Portugese-born British artist Paula Rego is one of the leading figurative artists of her generation. Last year, in a BBC film about her life and work, Paula confessed to having suffered from depression all her life. She says she made self-portraits to survive: “If you put frightening things into a picture then they can’t harm you. In fact, you end becoming quite fond of them.” We’re very lucky to have a work by her in the Paintings in Hospitals collection.

2. Edward Hopper

If you could say it in words, there would be no reason to paint.

Edward Hopper was one of America's greatest modern painters. His lasting popularity is likely due to his ability to paint everyday scenes in a way that addresses universal anxieties.

3. Louise Bourgeois

Art is not about art. Art is about life, and that sums it up.

Louise Bourgeois has featured in our lists before. Most famous for her giant spider sculptures, Louise made art because, for her, it preserved her sanity with its ‘curative effect’.

4. Wolf Khan

I want the people looking at my work to feel a sense of all the possibilities of painting, and, through that, in life as a whole.

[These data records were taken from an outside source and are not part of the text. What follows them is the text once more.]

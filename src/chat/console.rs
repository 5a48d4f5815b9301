//! Line-oriented console transport
//!
//! Each input line is one chat message, `name: text` or `name[mod]: text`.
//! Names are mapped to ids through the configured directory; unknown names
//! use the lower-cased name as their id.

use crate::chat::router::CommandRouter;
use crate::common::types::ChatEvent;
use crate::config::ConsoleConfig;
use crate::errors::BotResult;
use std::collections::{HashMap, HashSet};
use tokio::io::{AsyncBufRead, AsyncBufReadExt};

pub struct ConsoleTransport {
    directory: HashMap<String, String>,
    moderators: HashSet<String>,
    privileged: HashSet<String>,
}

impl ConsoleTransport {
    pub fn from_config(config: &ConsoleConfig) -> Self {
        Self {
            directory: config
                .directory
                .iter()
                .map(|(name, id)| (name.to_lowercase(), id.clone()))
                .collect(),
            moderators: config.moderators.iter().map(|name| name.to_lowercase()).collect(),
            privileged: config.privileged_viewers.iter().cloned().collect(),
        }
    }

    pub fn parse_line(&self, line: &str) -> Option<ChatEvent> {
        let (speaker, text) = line.split_once(':')?;
        let text = text.trim();
        if text.is_empty() {
            return None;
        }

        let speaker = speaker.trim();
        let (name, tagged_mod) = match speaker.strip_suffix("[mod]") {
            Some(name) => (name.trim(), true),
            None => (speaker, false),
        };
        if name.is_empty() || name.contains(char::is_whitespace) {
            return None;
        }

        let key = name.to_lowercase();
        let user_id = self.directory.get(&key).cloned().unwrap_or_else(|| key.clone());

        let mut event = ChatEvent::new(user_id.clone(), name, text);
        if tagged_mod || self.moderators.contains(&key) {
            event = event.as_moderator();
        }
        if self.privileged.contains(&user_id) {
            event = event.as_privileged();
        }
        Some(event)
    }

    /// Feed every line of `input` through `router` until EOF
    pub async fn run<R>(&self, input: R, router: &CommandRouter) -> BotResult<usize>
    where
        R: AsyncBufRead + Unpin,
    {
        let mut lines = input.lines();
        let mut handled = 0;

        while let Some(line) = lines.next_line().await? {
            if line.trim().is_empty() {
                continue;
            }
            match self.parse_line(&line) {
                Some(event) => {
                    router.dispatch(&event).await;
                    handled += 1;
                }
                None => tracing::warn!(line = %line, "Expected `name: message` or `name[mod]: message`"),
            }
        }

        tracing::info!(handled, "Console input closed");
        Ok(handled)
    }
}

Wolf Kahn is a German-born American painter. His works usually covers the subject of landscapes and his own personal vision of nature.

5. Elizabeth Broun

Art is not always about pretty things. It's about who we are, what happened to us, and how our lives are affected.

Elizabeth Broun wasn’t known for being an artist. She was the director of the Smithsonian American Art Museum and the Renwick Gallery in Washington, D.C. for 27 years until 2016. She was the longest-serving female museum director in Smithsonian history.